(Stored items)
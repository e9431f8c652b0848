// Copyright 2025 eraflo
//
// Licensed under the Apache License, Version 2.0 (the "License");
// you may not use this file except in compliance with the License.
// You may obtain a copy of the License at
//
//     http://www.apache.org/licenses/LICENSE-2.0
//
// Unless required by applicable law or agreed to in writing, software
// distributed under the License is distributed on an "AS IS" BASIS,
// WITHOUT WARRANTIES OR CONDITIONS OF ANY KIND, either express or implied.
// See the License for the specific language governing permissions and
// limitations under the License.

//! Errors raised by the game-state stack.

/// An error raised by the game-state stack.
#[derive(Debug, thiserror::Error)]
pub enum StateError {
    /// A pop or drop was attempted on an empty stack.
    #[error("cannot {operation} a state: the state stack is empty")]
    EmptyStack {
        /// The rejected operation (`"pop"` or `"drop"`).
        operation: &'static str,
    },
    /// A state's `render` or `update` callback failed.
    #[error("game state '{state}' failed during {phase}")]
    Callback {
        /// Diagnostic name of the failing state.
        state: String,
        /// `"render"` or `"update"`.
        phase: &'static str,
        /// The error returned by the state.
        #[source]
        source: anyhow::Error,
    },
}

Problem to solve: Please retype the records above starting with the line that contains "express or implied." and stopping after the last line, changing nothing.

Reply:
// WITHOUT WARRANTIES OR CONDITIONS OF ANY KIND, either express or implied.
// See the License for the specific language governing permissions and
// limitations under the License.

//! Errors raised by the game-state stack.

/// An error raised by the game-state stack.
#[derive(Debug, thiserror::Error)]
pub enum StateError {
    /// A pop or drop was attempted on an empty stack.
    #[error("cannot {operation} a state: the state stack is empty")]
    EmptyStack {
        /// The rejected operation (`"pop"` or `"drop"`).
        operation: &'static str,
    },
    /// A state's `render` or `update` callback failed.
    #[error("game state '{state}' failed during {phase}")]
    Callback {
        /// Diagnostic name of the failing state.
        state: String,
        /// `"render"` or `"update"`.
        phase: &'static str,
        /// The error returned by the state.
        #[source]
        source: anyhow::Error,
    },
}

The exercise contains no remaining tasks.